The Coolest New "Restaurant" in Town
Grand Prize plans to host rotating lineup of chefs in kitchen.

BY KATHARINE SHILCUTT

Grand Prize Bar has been more than just a bar since it opened nearly two years ago — it's had a culinary history of its own nearly since its birth. Only a few months after Grand Prize began shaking up its first cocktails in July 2010, chef Adam ­Dorris and his cooking partner Will Walsh began serving their now-famous Ghetto Dinners to large and hungry crowds.

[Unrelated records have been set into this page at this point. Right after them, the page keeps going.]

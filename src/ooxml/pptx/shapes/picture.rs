/// Picture (image) shape helpers.
///
/// A picture references its image through `p:blipFill/a:blip@r:embed`; the
/// rId resolves against the slide part's relationships.
use crate::common::xml::XmlElement;

/// The `a:blip` element of a picture, if it has one.
pub fn blip(pic: &XmlElement) -> Option<&XmlElement> {
    pic.child("blipFill")?.child("blip")
}

/// Relationship id of the embedded image.
pub fn blip_rel_id(pic: &XmlElement) -> Option<&str> {
    blip(pic)?.attr("r:embed")
}

/// Relationship id of a linked (not embedded) image.
pub fn blip_link_id(pic: &XmlElement) -> Option<&str> {
    blip(pic)?.attr("r:link")
}

/// Whether the picture's image is described by a `descr` alternative text.
pub fn description(pic: &XmlElement) -> Option<&str> {
    pic.child("nvPicPr")?.child("cNvPr")?.attr("descr")
}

Popular British restaurant Feast kept the kitchen stocked with hearty pub food for a while, and many a beer dinner has been held in the large upstairs bar area. And a constant rotation of food trucks — working both on the street and in the bar's surprisingly large kitchen — kept patrons fed for months after the Ghetto Dinners went on a long hiatus.

Regular patrons noticed, however, that for some time the bar no longer had food trucks parked out front and that the kitchen had been dormant for a while.

"People are expecting food now," says Joshua Martinez, owner of The Modular. "They want food from Grand Prize, one way or another."

So he hatched a plan with Grand Prize owners Brad Moore and Ryan Rouse to make that happen once again — and to satisfy an itch for his fellow food truck owners to get out of their trucks for a night and get back into a real kitchen. A kitchen with ovens and other cool toys, like a dehydrator and an immersion circulator.